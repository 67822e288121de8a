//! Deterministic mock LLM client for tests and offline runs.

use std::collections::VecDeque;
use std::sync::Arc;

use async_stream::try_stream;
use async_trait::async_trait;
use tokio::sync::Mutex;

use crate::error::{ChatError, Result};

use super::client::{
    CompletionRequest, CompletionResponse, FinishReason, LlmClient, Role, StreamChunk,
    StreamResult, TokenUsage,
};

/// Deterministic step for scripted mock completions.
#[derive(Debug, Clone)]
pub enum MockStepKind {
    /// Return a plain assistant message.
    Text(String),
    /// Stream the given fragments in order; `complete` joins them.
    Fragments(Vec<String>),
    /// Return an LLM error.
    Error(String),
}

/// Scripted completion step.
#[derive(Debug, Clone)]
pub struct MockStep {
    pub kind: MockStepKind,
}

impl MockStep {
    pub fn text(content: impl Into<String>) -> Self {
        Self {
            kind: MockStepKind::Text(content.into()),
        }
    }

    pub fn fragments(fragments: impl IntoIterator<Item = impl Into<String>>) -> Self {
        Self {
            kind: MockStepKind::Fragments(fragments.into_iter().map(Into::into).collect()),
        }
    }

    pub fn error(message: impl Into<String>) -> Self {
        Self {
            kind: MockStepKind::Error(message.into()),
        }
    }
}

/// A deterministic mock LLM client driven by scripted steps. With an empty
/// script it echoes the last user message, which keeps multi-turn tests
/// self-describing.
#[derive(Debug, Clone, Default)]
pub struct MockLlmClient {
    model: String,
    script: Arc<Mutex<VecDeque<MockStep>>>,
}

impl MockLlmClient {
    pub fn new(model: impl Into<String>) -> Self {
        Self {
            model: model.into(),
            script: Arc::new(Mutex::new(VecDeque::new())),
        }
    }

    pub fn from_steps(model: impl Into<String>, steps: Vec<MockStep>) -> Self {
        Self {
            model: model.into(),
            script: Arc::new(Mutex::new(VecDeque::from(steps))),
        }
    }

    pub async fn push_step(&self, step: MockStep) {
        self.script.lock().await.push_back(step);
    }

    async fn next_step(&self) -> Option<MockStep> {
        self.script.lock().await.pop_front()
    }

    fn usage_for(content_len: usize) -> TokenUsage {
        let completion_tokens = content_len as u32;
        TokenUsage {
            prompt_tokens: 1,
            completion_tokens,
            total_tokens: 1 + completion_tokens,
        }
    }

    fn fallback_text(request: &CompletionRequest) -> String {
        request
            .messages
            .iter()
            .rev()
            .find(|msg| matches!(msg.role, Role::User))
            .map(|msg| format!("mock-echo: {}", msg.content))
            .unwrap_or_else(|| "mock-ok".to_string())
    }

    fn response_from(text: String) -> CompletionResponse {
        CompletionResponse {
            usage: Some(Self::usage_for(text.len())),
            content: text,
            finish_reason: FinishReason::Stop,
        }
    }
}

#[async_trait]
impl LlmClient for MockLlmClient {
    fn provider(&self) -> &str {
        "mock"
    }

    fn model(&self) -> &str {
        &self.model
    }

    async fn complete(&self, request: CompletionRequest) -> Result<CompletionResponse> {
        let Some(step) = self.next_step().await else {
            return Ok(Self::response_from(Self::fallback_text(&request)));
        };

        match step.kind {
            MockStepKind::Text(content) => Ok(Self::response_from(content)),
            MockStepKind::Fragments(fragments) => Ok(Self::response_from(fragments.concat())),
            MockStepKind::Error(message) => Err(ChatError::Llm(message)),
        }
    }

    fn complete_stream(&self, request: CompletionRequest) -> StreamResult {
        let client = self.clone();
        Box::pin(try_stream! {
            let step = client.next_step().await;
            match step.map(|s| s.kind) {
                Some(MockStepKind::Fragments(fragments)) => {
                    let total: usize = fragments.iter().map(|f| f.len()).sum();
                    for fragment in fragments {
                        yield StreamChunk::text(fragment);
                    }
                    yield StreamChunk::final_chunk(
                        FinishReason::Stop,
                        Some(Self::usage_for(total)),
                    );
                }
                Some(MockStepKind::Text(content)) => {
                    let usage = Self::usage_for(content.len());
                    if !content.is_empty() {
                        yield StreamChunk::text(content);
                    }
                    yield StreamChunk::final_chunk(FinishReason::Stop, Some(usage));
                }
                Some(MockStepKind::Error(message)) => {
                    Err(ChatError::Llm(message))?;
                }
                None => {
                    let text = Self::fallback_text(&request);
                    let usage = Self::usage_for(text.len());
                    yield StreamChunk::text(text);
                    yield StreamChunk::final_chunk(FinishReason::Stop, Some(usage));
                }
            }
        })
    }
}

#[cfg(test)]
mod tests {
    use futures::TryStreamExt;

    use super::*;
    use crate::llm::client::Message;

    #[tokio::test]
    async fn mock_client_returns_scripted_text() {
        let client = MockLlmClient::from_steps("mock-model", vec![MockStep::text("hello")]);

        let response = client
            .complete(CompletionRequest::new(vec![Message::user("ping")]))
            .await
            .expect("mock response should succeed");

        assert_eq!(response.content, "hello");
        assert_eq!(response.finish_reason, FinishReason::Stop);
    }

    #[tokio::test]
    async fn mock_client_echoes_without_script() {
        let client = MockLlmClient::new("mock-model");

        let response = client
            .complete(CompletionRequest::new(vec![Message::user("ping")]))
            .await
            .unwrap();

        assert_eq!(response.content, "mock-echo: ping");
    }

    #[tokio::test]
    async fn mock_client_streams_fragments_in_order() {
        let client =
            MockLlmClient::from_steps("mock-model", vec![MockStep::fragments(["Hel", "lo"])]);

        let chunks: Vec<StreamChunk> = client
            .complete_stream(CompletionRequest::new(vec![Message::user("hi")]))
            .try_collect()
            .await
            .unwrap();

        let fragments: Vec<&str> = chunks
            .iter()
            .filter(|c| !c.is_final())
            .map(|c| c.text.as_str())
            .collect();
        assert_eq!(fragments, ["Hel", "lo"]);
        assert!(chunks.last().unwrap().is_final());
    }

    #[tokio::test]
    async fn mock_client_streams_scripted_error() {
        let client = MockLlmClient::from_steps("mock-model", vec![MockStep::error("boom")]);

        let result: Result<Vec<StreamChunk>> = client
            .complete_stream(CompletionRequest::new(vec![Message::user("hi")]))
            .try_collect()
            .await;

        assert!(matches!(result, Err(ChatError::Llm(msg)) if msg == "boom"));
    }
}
...
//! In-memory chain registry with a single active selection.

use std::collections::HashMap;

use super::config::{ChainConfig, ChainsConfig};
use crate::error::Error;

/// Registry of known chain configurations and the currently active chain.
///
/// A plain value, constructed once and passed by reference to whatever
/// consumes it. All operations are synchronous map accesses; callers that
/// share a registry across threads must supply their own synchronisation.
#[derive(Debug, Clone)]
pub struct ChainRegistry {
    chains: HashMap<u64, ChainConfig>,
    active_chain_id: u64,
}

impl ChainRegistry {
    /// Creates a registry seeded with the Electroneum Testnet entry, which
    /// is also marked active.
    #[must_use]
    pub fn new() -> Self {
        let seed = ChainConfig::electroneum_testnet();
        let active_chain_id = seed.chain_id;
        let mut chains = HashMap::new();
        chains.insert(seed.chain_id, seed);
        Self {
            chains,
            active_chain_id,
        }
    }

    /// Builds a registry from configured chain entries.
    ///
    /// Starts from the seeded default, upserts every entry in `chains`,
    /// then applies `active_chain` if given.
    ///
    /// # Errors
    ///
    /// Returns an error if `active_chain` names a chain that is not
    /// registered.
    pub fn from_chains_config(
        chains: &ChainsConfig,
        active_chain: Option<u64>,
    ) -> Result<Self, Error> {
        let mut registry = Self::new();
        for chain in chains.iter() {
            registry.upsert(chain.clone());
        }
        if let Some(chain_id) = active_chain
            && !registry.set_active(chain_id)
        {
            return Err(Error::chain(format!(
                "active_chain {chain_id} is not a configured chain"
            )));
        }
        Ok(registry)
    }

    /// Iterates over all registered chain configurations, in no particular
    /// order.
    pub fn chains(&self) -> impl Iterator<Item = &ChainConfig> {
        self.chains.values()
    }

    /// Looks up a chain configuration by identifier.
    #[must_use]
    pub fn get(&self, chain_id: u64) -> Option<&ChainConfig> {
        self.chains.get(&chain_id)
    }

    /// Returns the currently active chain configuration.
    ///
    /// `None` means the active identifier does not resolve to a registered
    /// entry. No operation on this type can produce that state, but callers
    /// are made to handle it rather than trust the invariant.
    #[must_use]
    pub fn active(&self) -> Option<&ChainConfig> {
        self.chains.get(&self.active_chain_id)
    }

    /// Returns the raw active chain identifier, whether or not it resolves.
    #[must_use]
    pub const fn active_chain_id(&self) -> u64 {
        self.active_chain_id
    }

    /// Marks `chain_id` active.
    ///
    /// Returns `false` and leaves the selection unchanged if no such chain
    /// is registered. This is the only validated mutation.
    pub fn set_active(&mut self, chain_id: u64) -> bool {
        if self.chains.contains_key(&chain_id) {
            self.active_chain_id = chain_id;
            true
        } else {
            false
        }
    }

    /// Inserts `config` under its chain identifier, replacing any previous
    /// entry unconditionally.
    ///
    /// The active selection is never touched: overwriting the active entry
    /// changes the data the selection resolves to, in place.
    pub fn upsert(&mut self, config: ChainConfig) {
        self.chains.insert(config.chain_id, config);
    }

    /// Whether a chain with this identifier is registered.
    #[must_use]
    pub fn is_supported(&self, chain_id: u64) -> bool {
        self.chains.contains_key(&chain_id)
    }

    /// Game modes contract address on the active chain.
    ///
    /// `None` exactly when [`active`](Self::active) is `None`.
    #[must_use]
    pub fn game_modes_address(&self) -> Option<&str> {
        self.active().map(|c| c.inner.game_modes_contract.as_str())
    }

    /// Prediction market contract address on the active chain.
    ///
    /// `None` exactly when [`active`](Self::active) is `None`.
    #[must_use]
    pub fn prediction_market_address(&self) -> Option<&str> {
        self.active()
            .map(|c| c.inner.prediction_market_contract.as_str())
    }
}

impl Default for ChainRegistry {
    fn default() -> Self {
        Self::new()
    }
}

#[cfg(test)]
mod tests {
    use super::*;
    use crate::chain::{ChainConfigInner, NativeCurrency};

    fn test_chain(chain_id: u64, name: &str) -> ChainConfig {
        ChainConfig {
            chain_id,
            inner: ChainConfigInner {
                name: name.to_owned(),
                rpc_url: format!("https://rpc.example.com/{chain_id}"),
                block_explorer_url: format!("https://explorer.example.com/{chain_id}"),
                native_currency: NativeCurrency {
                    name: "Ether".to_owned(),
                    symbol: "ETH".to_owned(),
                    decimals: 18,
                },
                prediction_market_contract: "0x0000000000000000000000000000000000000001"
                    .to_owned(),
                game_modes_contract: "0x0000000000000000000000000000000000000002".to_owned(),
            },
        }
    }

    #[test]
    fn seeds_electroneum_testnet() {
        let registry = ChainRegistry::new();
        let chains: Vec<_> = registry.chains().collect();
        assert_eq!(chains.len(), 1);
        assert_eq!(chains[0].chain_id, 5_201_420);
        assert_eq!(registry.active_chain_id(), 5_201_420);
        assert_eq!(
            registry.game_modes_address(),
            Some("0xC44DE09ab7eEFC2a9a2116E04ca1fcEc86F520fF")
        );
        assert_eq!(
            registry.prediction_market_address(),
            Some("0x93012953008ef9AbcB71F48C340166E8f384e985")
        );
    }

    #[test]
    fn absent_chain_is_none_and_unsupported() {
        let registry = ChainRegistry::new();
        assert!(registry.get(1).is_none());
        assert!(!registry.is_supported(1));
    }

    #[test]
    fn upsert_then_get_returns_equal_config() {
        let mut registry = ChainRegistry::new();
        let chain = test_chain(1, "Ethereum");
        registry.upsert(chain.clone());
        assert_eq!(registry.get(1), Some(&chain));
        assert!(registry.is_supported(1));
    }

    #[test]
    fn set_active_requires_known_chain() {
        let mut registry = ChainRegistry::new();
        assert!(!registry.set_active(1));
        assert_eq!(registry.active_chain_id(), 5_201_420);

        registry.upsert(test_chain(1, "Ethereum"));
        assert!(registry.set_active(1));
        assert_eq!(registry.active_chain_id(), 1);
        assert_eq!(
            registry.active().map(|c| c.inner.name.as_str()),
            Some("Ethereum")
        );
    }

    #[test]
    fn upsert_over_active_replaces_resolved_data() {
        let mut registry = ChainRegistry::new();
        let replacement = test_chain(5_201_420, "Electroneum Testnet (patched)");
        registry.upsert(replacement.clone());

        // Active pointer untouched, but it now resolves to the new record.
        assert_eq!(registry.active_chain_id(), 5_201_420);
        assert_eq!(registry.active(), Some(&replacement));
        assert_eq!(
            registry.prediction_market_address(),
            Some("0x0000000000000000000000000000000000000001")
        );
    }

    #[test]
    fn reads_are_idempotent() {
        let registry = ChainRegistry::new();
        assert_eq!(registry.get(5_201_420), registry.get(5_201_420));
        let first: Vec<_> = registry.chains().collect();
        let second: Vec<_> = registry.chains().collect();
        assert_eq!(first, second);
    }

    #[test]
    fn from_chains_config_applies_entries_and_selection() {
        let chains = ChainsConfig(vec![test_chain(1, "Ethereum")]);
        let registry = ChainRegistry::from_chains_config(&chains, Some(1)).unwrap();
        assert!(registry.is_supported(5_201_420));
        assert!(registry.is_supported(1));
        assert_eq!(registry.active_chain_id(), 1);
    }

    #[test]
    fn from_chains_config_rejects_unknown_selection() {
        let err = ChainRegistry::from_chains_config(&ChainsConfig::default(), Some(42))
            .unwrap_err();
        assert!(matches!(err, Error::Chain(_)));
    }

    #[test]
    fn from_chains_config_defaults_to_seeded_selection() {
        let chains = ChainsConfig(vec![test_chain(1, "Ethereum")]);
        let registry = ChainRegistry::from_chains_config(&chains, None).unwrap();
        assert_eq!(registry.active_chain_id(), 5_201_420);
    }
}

-- PROBLEM DESCRIPTION --
The lines above, starting at the one with "repository 67822e288121de8a" and ending at the one with "pub enum MockStepKind", are the only ones to return, exactly as written.

-- REPLY TO THE TASK --
repository 67822e288121de8a
//! Deterministic mock LLM client for tests and offline runs.

use std::collections::VecDeque;
use std::sync::Arc;

use async_stream::try_stream;
use async_trait::async_trait;
use tokio::sync::Mutex;

use crate::error::{ChatError, Result};

use super::client::{
    CompletionRequest, CompletionResponse, FinishReason, LlmClient, Role, StreamChunk,
    StreamResult, TokenUsage,
};

/// Deterministic step for scripted mock completions.
#[derive(Debug, Clone)]
pub enum MockStepKind {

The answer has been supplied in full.